# Webscraping Yahoo Finance
## Introduction
In this challenge, we will be using what we have learnt in the class to scrape stock information from Yahoo Finance. 


The following are general steps to scrape websites:
1. Identify target website.
2. Learn how the website constructs their URL so we can retrieve the desired page from the website.
3. Programmatically retrieve websites with the URL we reverse-engineered from the website.
4. Use libraries to traverse and obtain information we need from website.
5. Organise the information and return in desired format.


In [None]:
# Some of the libraries we need
import requests
from bs4 import BeautifulSoup
import json

## Step 1. Identify target website

Our target website is Yahoo Finance.

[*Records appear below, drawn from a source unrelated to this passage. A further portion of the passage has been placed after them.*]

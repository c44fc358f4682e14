// SPDX-License-Identifier: MIT OR Apache-2.0

/// Macro to run the same test logic against all store backend implementations.
///
/// This macro takes a closure that will be executed against each store type:
/// - In-memory store (`MemoryStore`)
/// - SQLite store (`SqliteStore`)
///
/// Every run gets a fresh and empty store. Writes inside the body need to begin and commit their
/// own transactions.
///
/// ## Example
///
/// ```rust
/// # use std::collections::BTreeSet;
/// # use userprotect_core::{PageId, Subject};
/// # use userprotect_store::{OverrideStore, assert_all_stores};
/// # async fn run() {
/// assert_all_stores!(|store| async {
///     let subject = Subject::page(PageId::new(1).unwrap());
///     let rows = store.overrides_for_subject(&subject, &BTreeSet::new()).await.unwrap();
///     assert!(rows.is_empty());
/// });
/// # }
/// ```
#[macro_export]
macro_rules! assert_all_stores {
    (|$store:ident| $test_body:expr) => {
        // Test with MemoryStore.
        {
            let $store = $crate::memory::MemoryStore::default();
            $test_body.await;
        }

        // Test with SqliteStore.
        {
            let $store = $crate::sqlite::SqliteStoreBuilder::new()
                .random_memory_url()
                // We're running in a single test thread and can't have more parallel connections.
                .max_connections(1)
                .build()
                .await
                .unwrap();
            $test_body.await;
        }
    };
}
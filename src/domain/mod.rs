//! Domain layer: payment records, validation strategies and the state machine.
//!
//! Nothing in here performs I/O. Persistence is reached only through the
//! [`ports::PaymentRepository`] trait.

pub mod payment;
pub mod ports;
pub mod strategy;
pub mod transition;
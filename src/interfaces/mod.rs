//! Batch input and tabular output for the command line.

pub mod csv;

Our desired information is the stock information available on the website. 

Before we start scraping, have a look at how a typical stock information page looks like: 

__[Apple - AAPL](https://finance.yahoo.com/quote/AAPL?p=AAPL)__ : https://finance.yahoo.com/quote/AAPL?p=AAPL


## Step 2. Deconstruct URL

We don't want to manually type in the search box and search for stocks we want. Instead, by studying the URL, we can deconstruct them, and by tweaking them, we can get to the page that holds the stock information we want. 

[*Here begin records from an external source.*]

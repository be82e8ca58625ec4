use crate::application::service::PaymentService;
use crate::domain::payment::Payment;
use crate::error::{PaymentError, Result};
use rust_decimal::Decimal;
use serde::Deserialize;
use std::io::Read;

#[derive(Debug, Deserialize, PartialEq, Clone, Copy)]
#[serde(rename_all = "lowercase")]
pub enum CommandKind {
    Register,
    Update,
    Pay,
    Revert,
    Cancel,
}

/// One row of a command batch: `op, id, amount, method`.
///
/// `amount` and `method` are required for `register`, optional for `update`
/// and ignored by the other operations.
#[derive(Debug, Deserialize, PartialEq, Clone)]
pub struct PaymentCommand {
    pub op: CommandKind,
    pub id: String,
    pub amount: Option<Decimal>,
    pub method: Option<String>,
}

impl PaymentCommand {
    /// Runs this command against `service`.
    pub async fn apply(self, service: &PaymentService) -> Result<Payment> {
        match self.op {
            CommandKind::Register => {
                let amount = self.amount.ok_or_else(|| {
                    PaymentError::InvalidAmount(format!("register '{}' needs an amount", self.id))
                })?;
                let method = self.method.as_deref().unwrap_or_default();
                service.register(self.id, amount, method).await
            }
            CommandKind::Update => {
                service
                    .update(self.id, self.amount, self.method.as_deref())
                    .await
            }
            CommandKind::Pay => service.pay(self.id).await,
            CommandKind::Revert => service.revert(self.id).await,
            CommandKind::Cancel => service.cancel(self.id).await,
        }
    }
}

/// Reads payment commands from a CSV source.
///
/// This reader wraps `csv::Reader` and provides an iterator over `Result<PaymentCommand>`.
/// It handles whitespace trimming and flexible record lengths automatically.
pub struct CommandReader<R: Read> {
    reader: csv::Reader<R>,
}

impl<R: Read> CommandReader<R> {
    /// Creates a new `CommandReader` from any `Read` source (e.g., File, Stdin).
    pub fn new(source: R) -> Self {
        let reader = csv::ReaderBuilder::new()
            .trim(csv::Trim::All)
            .flexible(true)
            .from_reader(source);
        Self { reader }
    }

    /// Returns an iterator that lazily reads and deserializes commands.
    pub fn commands(self) -> impl Iterator<Item = Result<PaymentCommand>> {
        self.reader
            .into_deserialize()
            .map(|result| result.map_err(PaymentError::from))
    }
}
//! Repository implementations.
//!
//! All stores share the [`StoredPayment`] record layout: the payment id is the
//! key, everything else is the value.

pub mod in_memory;
pub mod json_file;
#[cfg(feature = "storage-rocksdb")]
pub mod rocksdb;

use crate::domain::payment::{Amount, Payment, PaymentId, PaymentMethod, PaymentState};
use serde::{Deserialize, Serialize};

/// On-disk representation of a payment, without its id.
#[derive(Debug, Clone, PartialEq, Serialize, Deserialize)]
pub struct StoredPayment {
    pub amount: Amount,
    pub payment_method: PaymentMethod,
    pub state: PaymentState,
    #[serde(default, skip_serializing_if = "Option::is_none")]
    pub failure_reason: Option<String>,
}

impl StoredPayment {
    pub fn into_payment(self, id: PaymentId) -> Payment {
        Payment::restore(
            id,
            self.amount,
            self.payment_method,
            self.state,
            self.failure_reason,
        )
    }
}

impl From<&Payment> for StoredPayment {
    fn from(payment: &Payment) -> Self {
        Self {
            amount: payment.amount(),
            payment_method: payment.payment_method(),
            state: payment.state(),
            failure_reason: payment.failure_reason().map(str::to_string),
        }
    }
}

For example, look at the URL in **Step 1**. The ticker symbol of the Apple is **AAPL**. Notice that **AAPL** repeats twice in the URL. 

Perhaps, if we replace **AAPL** in the URL with any ticker symbol we want, we can get the stock information for that stock. 

For example, try __[Google - GOOG](https://finance.yahoo.com/quote/GOOG?p=GOOG)__ : https://finance.yahoo.com/quote/GOOG?p=GOOG


With that knowledge, come up with a function that can give you the URL for any stock ticker


In [None]:
def get_stock_url(ticker):
    # fill in the part here to get the URL for a particular stock





## Step 3. Retrieve website

Now that we know which URL to go to, we can retrieve the webpage programmatically, using **requests**. 

To do so, we use a Python Library called **requests**, which we have imported above. 

After retrieving the webpage, we then pass it to another library, **BeautifulSoup**, a library that will greatly faciliate our webscraping.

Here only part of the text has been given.